--- Data shown Enclosed Below ---
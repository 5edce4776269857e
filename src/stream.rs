//! Streaming adapter.
//!
//! [`BlobReader`] drains a ByteStream `Read` into contiguous bytes.
//! [`BlobWriter`] turns arbitrary writes into `WriteRequest` frames of at
//! most [`MAX_CHUNK_SIZE`] bytes with strictly increasing offsets, then ends
//! the upload with exactly one of:
//!
//! - [`close`](BlobWriter::close): a `finish_write` frame at the final
//!   offset, then the server's single response;
//! - [`abort`](BlobWriter::abort): a half-close with no finish frame, which
//!   makes the store discard the partial upload.
//!
//! Dropping an unfinished writer aborts it, so a cancelled handler never
//! commits a partial blob.

use std::sync::Arc;

use bytes::{Bytes, BytesMut};
use tracing::debug;
use xcelerate_protocol::bytestream::WriteRequest;

use crate::interceptor::CallContext;
use crate::remote::{ChunkSink, ChunkSource, RemoteError, RemoteStore};
use crate::session::SessionGeneration;

/// Largest `data` payload sent in one `WriteRequest`.
pub const MAX_CHUNK_SIZE: usize = 1024 * 1024;

/// Reader over one remote blob.
pub struct BlobReader {
    source: Box<dyn ChunkSource>,
    generation: Arc<SessionGeneration>,
}

impl BlobReader {
    pub async fn open(
        remote: &dyn RemoteStore,
        ctx: &CallContext,
        resource_name: &str,
    ) -> Result<Self, RemoteError> {
        let source = remote.open_read(ctx, resource_name).await?;
        Ok(Self {
            source,
            generation: Arc::clone(ctx.generation()),
        })
    }

    /// Next chunk, or `None` at end of stream.
    pub async fn next_chunk(&mut self) -> Result<Option<Bytes>, RemoteError> {
        let chunk = self.source.read_next_chunk().await?;
        if let Some(chunk) = &chunk {
            self.generation.stats().record_download(chunk.len() as u64);
        }
        Ok(chunk)
    }

    /// Concatenate the remaining chunks.
    pub async fn read_to_end(mut self) -> Result<Bytes, RemoteError> {
        let first = match self.next_chunk().await? {
            Some(chunk) => chunk,
            None => return Ok(Bytes::new()),
        };
        let Some(second) = self.next_chunk().await? else {
            return Ok(first);
        };

        let mut buf = BytesMut::with_capacity(first.len() + second.len());
        buf.extend_from_slice(&first);
        buf.extend_from_slice(&second);
        while let Some(chunk) = self.next_chunk().await? {
            buf.extend_from_slice(&chunk);
        }
        Ok(buf.freeze())
    }
}

/// Chunking writer over one remote upload.
pub struct BlobWriter {
    resource_name: String,
    sink: Option<Box<dyn ChunkSink>>,
    pending: BytesMut,
    offset: i64,
    generation: Arc<SessionGeneration>,
}

impl BlobWriter {
    pub async fn open(
        remote: &dyn RemoteStore,
        ctx: &CallContext,
        resource_name: &str,
    ) -> Result<Self, RemoteError> {
        let sink = remote.open_write(ctx, resource_name).await?;
        Ok(Self {
            resource_name: resource_name.to_string(),
            sink: Some(sink),
            pending: BytesMut::new(),
            offset: 0,
            generation: Arc::clone(ctx.generation()),
        })
    }

    pub fn resource_name(&self) -> &str {
        &self.resource_name
    }

    /// Bytes handed to the store so far.
    pub fn offset(&self) -> u64 {
        self.offset as u64
    }

    async fn send(&mut self, data: Bytes, finish_write: bool) -> Result<(), RemoteError> {
        let len = data.len();
        let frame = WriteRequest {
            resource_name: self.resource_name.clone(),
            write_offset: self.offset,
            finish_write,
            data,
        };
        let sink = self.sink.as_mut().ok_or(RemoteError::StreamClosed)?;

        sink.send_chunk(frame).await?;

        self.offset += len as i64;
        self.generation.stats().record_upload(len as u64);
        Ok(())
    }

    /// Queue `data`, sending every full chunk. At most one partial chunk is
    /// held back until the next write or [`close`](Self::close).
    pub async fn write(&mut self, mut data: Bytes) -> Result<(), RemoteError> {
        if !self.pending.is_empty() {
            let take = (MAX_CHUNK_SIZE - self.pending.len()).min(data.len());
            self.pending.extend_from_slice(&data.split_to(take));
            if self.pending.len() < MAX_CHUNK_SIZE {
                return Ok(());
            }
            let chunk = self.pending.split().freeze();
            self.send(chunk, false).await?;
        }

        while data.len() >= MAX_CHUNK_SIZE {
            let chunk = data.split_to(MAX_CHUNK_SIZE);
            self.send(chunk, false).await?;
        }
        self.pending.extend_from_slice(&data);
        Ok(())
    }

    /// Flush, send the finish frame and wait for the committed size.
    ///
    /// On failure the stream is aborted, never left half-finished.
    pub async fn close(mut self) -> Result<u64, RemoteError> {
        if !self.pending.is_empty() {
            let chunk = self.pending.split().freeze();
            self.send(chunk, false).await?;
        }
        self.send(Bytes::new(), true).await?;

        let sink = self.sink.take().ok_or(RemoteError::StreamClosed)?;
        let committed = sink.close().await?;
        Ok(committed.max(0) as u64)
    }

    /// Abandon the upload without a finish frame.
    pub fn abort(mut self) {
        self.abort_sink();
    }

    fn abort_sink(&mut self) {
        if let Some(sink) = self.sink.take() {
            debug!(
                resource = %self.resource_name,
                offset = self.offset,
                "aborting upload"
            );
            sink.abort();
        }
    }
}

impl Drop for BlobWriter {
    fn drop(&mut self) {
        self.abort_sink();
    }
}

/// Read a whole blob.
pub async fn download(
    remote: &dyn RemoteStore,
    ctx: &CallContext,
    resource_name: &str,
) -> Result<Bytes, RemoteError> {
    BlobReader::open(remote, ctx, resource_name)
        .await?
        .read_to_end()
        .await
}

/// Upload a whole in-memory blob, aborting on any failure.
pub async fn upload(
    remote: &dyn RemoteStore,
    ctx: &CallContext,
    resource_name: &str,
    blob: Bytes,
) -> Result<u64, RemoteError> {
    let mut writer = BlobWriter::open(remote, ctx, resource_name).await?;
    if let Err(err) = writer.write(blob).await {
        writer.abort();
        return Err(err);
    }
    writer.close().await
}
--- End of Enclosed Data shown ---
▶ _Action item_
Using the listing, copy every line where the word "never" shows up.

▶ _Reply to the task_
//! Dropping an unfinished writer aborts it, so a cancelled handler never
    /// On failure the stream is aborted, never left half-finished.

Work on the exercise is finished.